[Exercise aim]: Go through the material below and return each line with the string "preview" in it.

┄┄┄┄┄┄

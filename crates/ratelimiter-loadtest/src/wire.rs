//! Request and response records for the rate limiter HTTP API
//!
//! Decoding fails closed: a body missing a required field decodes to
//! [`LoadTestError::ProtocolMismatch`] rather than to a default value.

use std::collections::HashMap;

use serde::de::DeserializeOwned;
use serde::{Deserialize, Serialize};

use crate::client::Exchange;
use crate::config::AlgorithmConfig;
use crate::error::{LoadTestError, Result};

/// Path requested on behalf of the simulated client
pub const CLIENT_ENDPOINT: &str = "/api/test";

/// `POST /api/ratelimit/check` body
#[derive(Debug, Clone, Serialize, Deserialize)]
#[serde(rename_all = "camelCase")]
pub struct CheckRequest {
    pub key: String,
    pub tokens: u32,
    pub client_ip: String,
    pub endpoint: String,
}

impl CheckRequest {
    pub fn new(key: &str, tokens: u32, client_ip: &str) -> Self {
        Self {
            key: key.to_string(),
            tokens,
            client_ip: client_ip.to_string(),
            endpoint: CLIENT_ENDPOINT.to_string(),
        }
    }
}

/// `POST /api/ratelimit/check` response
#[derive(Debug, Clone, PartialEq, Serialize, Deserialize)]
#[serde(rename_all = "camelCase")]
pub struct CheckResponse {
    pub allowed: bool,
    pub remaining_tokens: Option<i64>,
    pub retry_after_seconds: Option<i64>,
}

/// Body for key and pattern configuration calls
#[derive(Debug, Clone, PartialEq, Serialize, Deserialize)]
#[serde(rename_all = "camelCase")]
pub struct LimitConfigRequest {
    pub algorithm: String,
    pub capacity: u32,
    pub refill_rate: f64,
    pub refill_period_seconds: u64,
}

impl From<&AlgorithmConfig> for LimitConfigRequest {
    fn from(config: &AlgorithmConfig) -> Self {
        Self {
            algorithm: config.name.clone(),
            capacity: config.capacity,
            refill_rate: config.refill_rate,
            refill_period_seconds: config.refill_period_seconds,
        }
    }
}

/// `GET /api/ratelimit/config/{key}` response; extra fields are ignored
#[derive(Debug, Clone, Deserialize)]
#[serde(rename_all = "camelCase")]
pub struct KeyConfigResponse {
    pub capacity: u32,
    pub refill_rate: f64,
}

/// Body for the server-side benchmark and regression endpoints
#[derive(Debug, Clone, Serialize)]
#[serde(rename_all = "camelCase")]
pub struct ServerRunRequest {
    pub algorithm: String,
    pub capacity: u32,
    pub refill_rate: f64,
    pub refill_period_seconds: u64,
    pub total_requests: u64,
    pub concurrent_threads: u32,
    pub duration_seconds: u64,
}

/// `GET /actuator/health` response
#[derive(Debug, Clone, Deserialize)]
pub struct HealthResponse {
    pub status: String,
    #[serde(default)]
    pub components: HashMap<String, ComponentHealth>,
}

#[derive(Debug, Clone, Deserialize)]
pub struct ComponentHealth {
    pub status: String,
    #[serde(default)]
    pub details: ComponentDetails,
}

#[derive(Debug, Clone, Default, Deserialize)]
#[serde(rename_all = "camelCase")]
pub struct ComponentDetails {
    #[serde(default)]
    pub latency_ms: u64,
    #[serde(default)]
    pub active_keys: u64,
}

/// Decode a JSON body into `T`, mapping any failure to a protocol mismatch
pub fn decode<T: DeserializeOwned>(body: &str) -> Result<T> {
    if body.trim().is_empty() {
        return Err(LoadTestError::ProtocolMismatch("empty response body".into()));
    }
    serde_json::from_str(body).map_err(|e| LoadTestError::ProtocolMismatch(e.to_string()))
}

// ============================================================================
// VERDICT CLASSIFICATION
// ============================================================================

/// Rate limiter verdict extracted from one check exchange
#[derive(Debug, Clone, PartialEq)]
pub struct CheckVerdict {
    pub allowed: bool,
    pub remaining_tokens: Option<i64>,
    pub retry_after: Option<i64>,
}

/// Status the service uses for rejected requests
pub const TOO_MANY_REQUESTS: u16 = 429;

/// Interpret a check response.
///
/// A 429 is a denial whatever its body says. Any other status must carry a
/// well-formed [`CheckResponse`]. Retry-after comes from the body when
/// present, otherwise from the `Retry-After` header.
pub fn classify_check(exchange: &Exchange) -> Result<CheckVerdict> {
    let header_retry = exchange
        .header("retry-after")
        .and_then(|v| v.trim().parse::<i64>().ok());

    if exchange.status == TOO_MANY_REQUESTS {
        let body = decode::<RetryAfterBody>(&exchange.body).ok();
        return Ok(CheckVerdict {
            allowed: false,
            remaining_tokens: body.as_ref().and_then(|b| b.remaining_tokens),
            retry_after: body.and_then(|b| b.retry_after_seconds).or(header_retry),
        });
    }

    let response: CheckResponse = decode(&exchange.body).map_err(|e| match e {
        LoadTestError::ProtocolMismatch(msg) => {
            LoadTestError::ProtocolMismatch(format!("HTTP {}: {}", exchange.status, msg))
        }
        other => other,
    })?;

    Ok(CheckVerdict {
        allowed: response.allowed,
        remaining_tokens: response.remaining_tokens,
        retry_after: response.retry_after_seconds.or(header_retry),
    })
}

/// Lenient view of a 429 body; such bodies are not guaranteed to be JSON
#[derive(Debug, Deserialize)]
#[serde(rename_all = "camelCase")]
struct RetryAfterBody {
    remaining_tokens: Option<i64>,
    retry_after_seconds: Option<i64>,
}

#[cfg(test)]
mod tests {
    use super::*;

    fn exchange(status: u16, body: &str, headers: &[(&str, &str)]) -> Exchange {
        Exchange {
            status,
            body: body.to_string(),
            headers: headers
                .iter()
                .map(|(k, v)| (k.to_string(), v.to_string()))
                .collect(),
        }
    }

    #[test]
    fn test_check_request_wire_shape() {
        let body = serde_json::to_value(CheckRequest::new("k", 2, "10.0.0.1")).unwrap();
        assert_eq!(
            body,
            serde_json::json!({
                "key": "k",
                "tokens": 2,
                "clientIp": "10.0.0.1",
                "endpoint": "/api/test"
            })
        );
    }

    #[test]
    fn test_limit_config_wire_shape() {
        let algo = AlgorithmConfig::new("TOKEN_BUCKET", 100, 10.0, 1);
        let body = serde_json::to_value(LimitConfigRequest::from(&algo)).unwrap();
        assert_eq!(body["refillRate"], 10.0);
        assert_eq!(body["refillPeriodSeconds"], 1);
        assert_eq!(body["algorithm"], "TOKEN_BUCKET");
    }

    #[test]
    fn test_classify_allowed() {
        let verdict = classify_check(&exchange(
            200,
            r#"{"allowed":true,"remainingTokens":7}"#,
            &[],
        ))
        .unwrap();
        assert!(verdict.allowed);
        assert_eq!(verdict.remaining_tokens, Some(7));
        assert_eq!(verdict.retry_after, None);
    }

    #[test]
    fn test_classify_denied_in_envelope_uses_header_fallback() {
        let verdict = classify_check(&exchange(
            200,
            r#"{"allowed":false}"#,
            &[("retry-after", "3")],
        ))
        .unwrap();
        assert!(!verdict.allowed);
        assert_eq!(verdict.retry_after, Some(3));
    }

    #[test]
    fn test_classify_429_with_html_body() {
        let verdict = classify_check(&exchange(
            429,
            "<html>Too Many Requests</html>",
            &[("retry-after", "12")],
        ))
        .unwrap();
        assert!(!verdict.allowed);
        assert_eq!(verdict.retry_after, Some(12));
    }

    #[test]
    fn test_classify_429_prefers_body() {
        let verdict = classify_check(&exchange(
            429,
            r#"{"allowed":false,"retryAfterSeconds":4}"#,
            &[("retry-after", "9")],
        ))
        .unwrap();
        assert_eq!(verdict.retry_after, Some(4));
    }

    #[test]
    fn test_classify_missing_allowed_is_mismatch() {
        let err = classify_check(&exchange(200, r#"{"remainingTokens":3}"#, &[])).unwrap_err();
        assert!(matches!(err, LoadTestError::ProtocolMismatch(_)));
    }

    #[test]
    fn test_classify_server_error_is_mismatch() {
        let err = classify_check(&exchange(500, "Internal Server Error", &[])).unwrap_err();
        assert!(err.to_string().contains("HTTP 500"));
    }

    #[test]
    fn test_health_response_decodes_details() {
        let health: HealthResponse = decode(
            r#"{
                "status": "UP",
                "components": {
                    "redisDetailedHealthIndicator": {
                        "status": "UP",
                        "details": {"latencyMs": 3, "activeKeys": 120, "version": "7.2"}
                    },
                    "rateLimiterHealthIndicator": {"status": "UP"}
                }
            }"#,
        )
        .unwrap();
        let redis = &health.components["redisDetailedHealthIndicator"];
        assert_eq!(redis.details.latency_ms, 3);
        assert_eq!(redis.details.active_keys, 120);
        assert_eq!(health.components["rateLimiterHealthIndicator"].details.latency_ms, 0);
    }
}
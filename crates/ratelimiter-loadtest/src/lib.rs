//! # Rate Limiter Load Testing Harness
//!
//! Load generation, statistics and correctness validation for a remote
//! rate-limiter HTTP service.
//!
//! ## Features
//!
//! - **Synthetic Traffic**: seeded, weighted endpoint/tier/token mix per worker
//! - **Paced Worker Pool**: fixed concurrency, per-worker RPS, one connection each
//! - **Statistics**: nearest-rank percentiles, per-algorithm and per-endpoint breakdowns
//! - **Timelines**: per-second buckets with latency spike detection
//! - **Edge Cases**: scripted limiter correctness scenarios on fresh keys
//! - **Metrics Collection**: Prometheus-compatible counters and HDR histograms
//!
//! ## Usage
//!
//! ```bash
//! # Full session against a local service
//! cargo run --package ratelimiter-loadtest -- --base-url http://localhost:8080 --duration-seconds 60
//!
//! # Quick run without the slow server-side phases
//! cargo run --package ratelimiter-loadtest -- --duration-seconds 30 --skip-benchmark --skip-performance
//!
//! # Re-analyze a saved run
//! cargo run --package ratelimiter-loadtest -- analyze data/comprehensive_loadtest --timeline
//! ```

pub mod analysis;
pub mod client;
pub mod config;
pub mod driver;
pub mod edge_cases;
pub mod error;
pub mod health;
pub mod metrics;
pub mod outcome;
pub mod profile;
pub mod remote;
pub mod report;
pub mod runner;
pub mod setup;
pub mod stats;
pub mod timeline;
pub mod validation;
pub mod wire;

pub use config::{AlgorithmConfig, EndpointKind, EndpointSpec, RunConfig};
pub use error::{LoadTestError, Result};
pub use runner::{LoadTestRunner, RunOutcome};
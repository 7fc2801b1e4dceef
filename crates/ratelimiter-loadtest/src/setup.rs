//! Limit configuration pushed to the service
//!
//! Failures here are never fatal: the run continues with whatever
//! configuration is live server-side, and every rejection is logged.

use tracing::{info, warn};

use crate::client::{RequestSpec, ServiceClient};
use crate::config::AlgorithmConfig;
use crate::error::{LoadTestError, Result};
use crate::wire::{decode, KeyConfigResponse, LimitConfigRequest};

/// Allowed drift between the written and read-back refill rate
const REFILL_RATE_EPSILON: f64 = 0.001;

fn accepted(status: u16) -> bool {
    status == 200 || status == 201
}

/// Register one pattern configuration per algorithm (`<algorithm>:*`).
///
/// Returns `true` when every algorithm was accepted.
pub async fn configure_patterns(client: &ServiceClient, algorithms: &[AlgorithmConfig]) -> bool {
    info!("Configuring {} algorithm patterns", algorithms.len());
    let mut all_ok = true;

    for algorithm in algorithms {
        let pattern = algorithm.pattern();
        let request = RequestSpec::save_pattern_config(&pattern, LimitConfigRequest::from(algorithm));

        match client.execute(&request).await {
            Ok(exchange) if accepted(exchange.status) => {
                info!(
                    "Configured {}: capacity={}, refillRate={}, period={}s",
                    algorithm.name,
                    algorithm.capacity,
                    algorithm.refill_rate,
                    algorithm.refill_period_seconds
                );
            }
            Ok(exchange) => {
                let err = LoadTestError::Configuration {
                    target: pattern,
                    status: exchange.status,
                };
                warn!("{}", err);
                all_ok = false;
            }
            Err(e) => {
                warn!("Error configuring {}: {}", algorithm.name, e);
                all_ok = false;
            }
        }
    }

    all_ok
}

/// Configure a single key and read it back.
///
/// A rejected write is returned as [`LoadTestError::Configuration`]. A
/// read-back mismatch is only logged, since the write itself succeeded.
pub async fn configure_key(client: &ServiceClient, key: &str, config: &AlgorithmConfig) -> Result<()> {
    let exchange = client
        .execute(&RequestSpec::save_key_config(key, LimitConfigRequest::from(config)))
        .await?;

    if !accepted(exchange.status) {
        if !exchange.body.is_empty() {
            let preview: String = exchange.body.chars().take(200).collect();
            warn!("Configuration of {} rejected: {}", key, preview);
        }
        return Err(LoadTestError::Configuration {
            target: key.to_string(),
            status: exchange.status,
        });
    }

    verify_key(client, key, config).await;
    Ok(())
}

async fn verify_key(client: &ServiceClient, key: &str, expected: &AlgorithmConfig) {
    let exchange = match client.get(&format!("/api/ratelimit/config/{key}")).await {
        Ok(exchange) if exchange.status == 200 => exchange,
        Ok(_) => return,
        Err(e) => {
            warn!("Could not read back configuration for {}: {}", key, e);
            return;
        }
    };

    match decode::<KeyConfigResponse>(&exchange.body) {
        Ok(actual) => {
            if actual.capacity != expected.capacity
                || (actual.refill_rate - expected.refill_rate).abs() > REFILL_RATE_EPSILON
            {
                warn!(
                    "Config mismatch for {}: expected capacity={}, refillRate={}; got capacity={}, refillRate={}",
                    key, expected.capacity, expected.refill_rate, actual.capacity, actual.refill_rate
                );
            }
        }
        Err(e) => warn!("Unreadable configuration for {}: {}", key, e),
    }
}

#[cfg(test)]
mod tests {
    use super::*;
    use crate::config::default_algorithms;
    use std::time::Duration;
    use wiremock::matchers::{body_json, method, path, path_regex};
    use wiremock::{Mock, MockServer, ResponseTemplate};

    #[tokio::test]
    async fn test_configure_patterns_posts_each_algorithm() {
        let server = MockServer::start().await;
        Mock::given(method("POST"))
            .and(path_regex(r"^/api/ratelimit/config/patterns/.+"))
            .respond_with(ResponseTemplate::new(201))
            .expect(5)
            .mount(&server)
            .await;

        let client = ServiceClient::new(&server.uri(), Duration::from_secs(2)).unwrap();
        assert!(configure_patterns(&client, &default_algorithms()).await);
    }

    #[tokio::test]
    async fn test_configure_patterns_reports_rejection() {
        let server = MockServer::start().await;
        Mock::given(method("POST"))
            .respond_with(ResponseTemplate::new(500))
            .mount(&server)
            .await;

        let client = ServiceClient::new(&server.uri(), Duration::from_secs(2)).unwrap();
        assert!(!configure_patterns(&client, &default_algorithms()).await);
    }

    #[tokio::test]
    async fn test_configure_key_sends_limit_body() {
        let server = MockServer::start().await;
        let config = AlgorithmConfig::new("TOKEN_BUCKET", 10, 0.001, 3600);
        Mock::given(method("POST"))
            .and(path("/api/ratelimit/config/keys/edgecase:test"))
            .and(body_json(serde_json::json!({
                "algorithm": "TOKEN_BUCKET",
                "capacity": 10,
                "refillRate": 0.001,
                "refillPeriodSeconds": 3600
            })))
            .respond_with(ResponseTemplate::new(200))
            .expect(1)
            .mount(&server)
            .await;
        Mock::given(method("GET"))
            .and(path("/api/ratelimit/config/edgecase:test"))
            .respond_with(
                ResponseTemplate::new(200)
                    .set_body_json(serde_json::json!({"capacity": 10, "refillRate": 0.001})),
            )
            .expect(1)
            .mount(&server)
            .await;

        let client = ServiceClient::new(&server.uri(), Duration::from_secs(2)).unwrap();
        configure_key(&client, "edgecase:test", &config).await.unwrap();
    }

    #[tokio::test]
    async fn test_configure_key_rejection_is_configuration_error() {
        let server = MockServer::start().await;
        Mock::given(method("POST"))
            .respond_with(ResponseTemplate::new(400).set_body_string("bad algorithm"))
            .mount(&server)
            .await;

        let client = ServiceClient::new(&server.uri(), Duration::from_secs(2)).unwrap();
        let err = configure_key(&client, "k", &default_algorithms()[0]).await.unwrap_err();
        assert!(matches!(err, LoadTestError::Configuration { status: 400, .. }));
    }
}
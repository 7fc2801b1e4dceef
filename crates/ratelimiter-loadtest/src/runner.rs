//! Phase orchestration
//!
//! Runs the phases of a full session in their fixed order:
//!
//! 1. pre-flight health check
//! 2. pattern configuration push
//! 3. warmup
//! 4. edge-case suite
//! 5. main load phase
//! 6. burst phase
//! 7. server-side benchmarks, then regression analysis
//! 8. reports
//! 9. post-test validation
//!
//! Every phase except the main load phase can be switched off through
//! [`PhaseToggles`](crate::config::PhaseToggles).

use std::path::PathBuf;
use std::sync::Arc;
use std::time::Duration;

use tracing::{error, info, warn};

use crate::client::ServiceClient;
use crate::config::RunConfig;
use crate::driver::{PhaseResult, PoolConfig, WorkerPool};
use crate::edge_cases::{default_scenarios, run_suite, EdgeCaseSuite, ScenarioContext};
use crate::error::Result;
use crate::health::{recheck, run_preflight, HealthCheckResult};
use crate::metrics::LiveMetrics;
use crate::remote::{run_benchmarks, run_regressions};
use crate::report::{write_artifacts, RunArtifacts, Summary};
use crate::setup::configure_patterns;
use crate::stats::aggregate;
use crate::validation::{evaluate, ValidationReport};

/// How a session ended
#[derive(Debug)]
pub enum RunOutcome {
    /// Strict mode and the pre-flight check failed; nothing else ran
    PreflightFailed(HealthCheckResult),
    Completed(Box<CompletedRun>),
}

#[derive(Debug)]
pub struct CompletedRun {
    pub summary: Summary,
    pub validation: ValidationReport,
    pub artifacts: Vec<PathBuf>,
    pub strict: bool,
}

impl RunOutcome {
    /// Process exit code: 1 only for strict-mode failures
    pub fn exit_code(&self) -> i32 {
        match self {
            Self::PreflightFailed(_) => 1,
            Self::Completed(run) if run.strict && !run.validation.passes => 1,
            Self::Completed(_) => 0,
        }
    }
}

/// Runs a complete session against one service
pub struct LoadTestRunner {
    config: RunConfig,
    live: Arc<LiveMetrics>,
}

impl LoadTestRunner {
    pub fn new(config: RunConfig) -> Result<Self> {
        config.validate()?;
        Ok(Self {
            config,
            live: Arc::new(LiveMetrics::new()?),
        })
    }

    pub fn config(&self) -> &RunConfig {
        &self.config
    }

    pub fn scenario_context(&self) -> ScenarioContext {
        ScenarioContext {
            base_url: self.config.base_url().to_string(),
            request_timeout: self.config.request_timeout(),
            algorithm: self.config.primary_algorithm().clone(),
            settings: self.config.edge_cases.clone(),
            tolerances: self.config.tolerances.clone(),
        }
    }

    /// Run only the edge-case suite
    pub async fn run_edge_cases(&self) -> EdgeCaseSuite {
        run_suite(&self.scenario_context(), &default_scenarios()).await
    }

    async fn run_phase(&self, phase: &str, concurrency: usize, target_rps: u64, duration_secs: u64) -> Result<PhaseResult> {
        let pool = WorkerPool::new(
            PoolConfig {
                phase: phase.to_string(),
                base_url: self.config.base_url().to_string(),
                concurrency,
                target_rps,
                duration: Duration::from_secs(duration_secs),
                seed: self.config.seed,
                request_timeout: self.config.request_timeout(),
            },
            &self.config.algorithms,
            &self.config.endpoints,
            self.live.clone(),
        )?;
        pool.run().await
    }

    pub async fn run(&self) -> Result<RunOutcome> {
        let config = &self.config;
        let phases = &config.phases;
        let strict = config.strict_validation;
        let client = ServiceClient::new(config.base_url(), config.request_timeout())?;

        info!(
            "Rate limiter load test: {} for {}s, {} workers at {} RPS (seed {})",
            config.base_url(),
            config.duration_secs,
            config.concurrency,
            config.target_rps,
            config.seed
        );

        let health = if phases.health_checks {
            let health = run_preflight(&client).await;
            if !health.passed {
                if strict {
                    error!("Pre-flight checks failed in strict mode, aborting");
                    return Ok(RunOutcome::PreflightFailed(health));
                }
                warn!("Pre-flight checks failed, continuing anyway");
            }
            Some(health)
        } else {
            None
        };

        if phases.setup && !configure_patterns(&client, &config.algorithms).await {
            warn!("Some algorithm patterns were not configured; using the service's live configuration");
        }

        if config.warmup_secs > 0 {
            info!("Warming up for {}s", config.warmup_secs);
            tokio::time::sleep(Duration::from_secs(config.warmup_secs)).await;
        }

        let edge_cases = if phases.edge_cases {
            Some(self.run_edge_cases().await)
        } else {
            None
        };

        let main = self
            .run_phase("main", config.concurrency, config.target_rps, config.duration_secs)
            .await?;

        let burst = if phases.burst {
            let multiplier = config.burst.multiplier.max(1);
            Some(
                self.run_phase(
                    "burst",
                    config.concurrency.saturating_mul(multiplier),
                    config.target_rps.saturating_mul(multiplier as u64),
                    config.burst.duration_secs,
                )
                .await?,
            )
        } else {
            None
        };

        let benchmarks = if phases.benchmark {
            Some(run_benchmarks(config.base_url(), &config.algorithms, &config.remote).await?)
        } else {
            None
        };

        let regressions = if phases.performance {
            Some(run_regressions(config.base_url(), &config.algorithms, &config.remote).await?)
        } else {
            None
        };

        let run = RunArtifacts {
            config,
            main: &main,
            burst: burst.as_ref(),
            health: health.as_ref(),
            edge_cases: edge_cases.as_ref(),
            benchmarks: benchmarks.as_ref(),
            regressions: regressions.as_ref(),
            live: &self.live,
        };
        let summary = Summary::build(&run);
        let artifacts = write_artifacts(&config.output_dir, &run, &summary)?;
        summary.print_report();

        let main_stats = aggregate(&main.log, main.elapsed_secs() as f64);
        let mut validation = evaluate(&main_stats, &config.thresholds, strict);
        validation.add_health_check(recheck(&client).await);
        validation.print_report();

        if !validation.passes {
            if strict {
                error!("Post-test validation failed");
            } else {
                warn!("Post-test validation failed (not strict, exit code unaffected)");
            }
        }
        info!("Results saved to {}", config.output_dir.display());

        Ok(RunOutcome::Completed(Box::new(CompletedRun {
            summary,
            validation,
            artifacts,
            strict,
        })))
    }
}

#[cfg(test)]
mod tests {
    use super::*;
    use crate::validation::ValidationCheck;

    fn completed(strict: bool, passes: bool) -> RunOutcome {
        RunOutcome::Completed(Box::new(CompletedRun {
            summary: serde_json::from_value(serde_json::json!({
                "test_info": {
                    "timestamp": "2026-01-01T00:00:00Z",
                    "duration_seconds": 1,
                    "concurrency": 1,
                    "target_rps": 1,
                    "base_url": "http://localhost:8080",
                    "seed": 42
                },
                "health_check": null,
                "edge_case_tests": null,
                "overall": {
                    "total_requests": 0, "allowed": 0, "denied": 0, "errors": 0, "rps": 0.0,
                    "success_rate_percent": 0.0, "error_rate_percent": 0.0,
                    "latency_ms": {
                        "min": 0.0, "max": 0.0, "avg": 0.0, "median": 0.0, "p50": 0.0, "p75": 0.0,
                        "p90": 0.0, "p95": 0.0, "p99": 0.0, "p999": 0.0, "std_dev": 0.0
                    }
                },
                "by_algorithm": {},
                "by_endpoint": {},
                "by_algorithm_and_endpoint": {},
                "burst_test": null,
                "benchmark_results": null,
                "performance_results": null
            }))
            .unwrap(),
            validation: ValidationReport {
                passes,
                checks: vec![ValidationCheck {
                    name: "Error rate <= 5%".into(),
                    passed: passes,
                    enforced: true,
                    actual: "0.00%".into(),
                    expected: "<=5%".into(),
                }],
            },
            artifacts: Vec::new(),
            strict,
        }))
    }

    #[test]
    fn test_exit_code_only_for_strict_failures() {
        assert_eq!(completed(false, true).exit_code(), 0);
        assert_eq!(completed(false, false).exit_code(), 0);
        assert_eq!(completed(true, true).exit_code(), 0);
        assert_eq!(completed(true, false).exit_code(), 1);
        assert_eq!(RunOutcome::PreflightFailed(HealthCheckResult::default()).exit_code(), 1);
    }

    #[test]
    fn test_invalid_config_is_rejected() {
        let config = RunConfig {
            concurrency: 0,
            ..RunConfig::default()
        };
        assert!(LoadTestRunner::new(config).is_err());
    }

    #[test]
    fn test_scenario_context_uses_primary_algorithm() {
        let runner = LoadTestRunner::new(RunConfig::default()).unwrap();
        let ctx = runner.scenario_context();
        assert_eq!(ctx.algorithm.name, "TOKEN_BUCKET");
        assert_eq!(ctx.base_url, "http://localhost:8080");
        assert_eq!(ctx.settings.exhaust_capacity, 10);
    }
}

┄┄┄┄┄┄

[Reply to the task]:
            let preview: String = exchange.body.chars().take(200).collect();
            warn!("Configuration of {} rejected: {}", key, preview);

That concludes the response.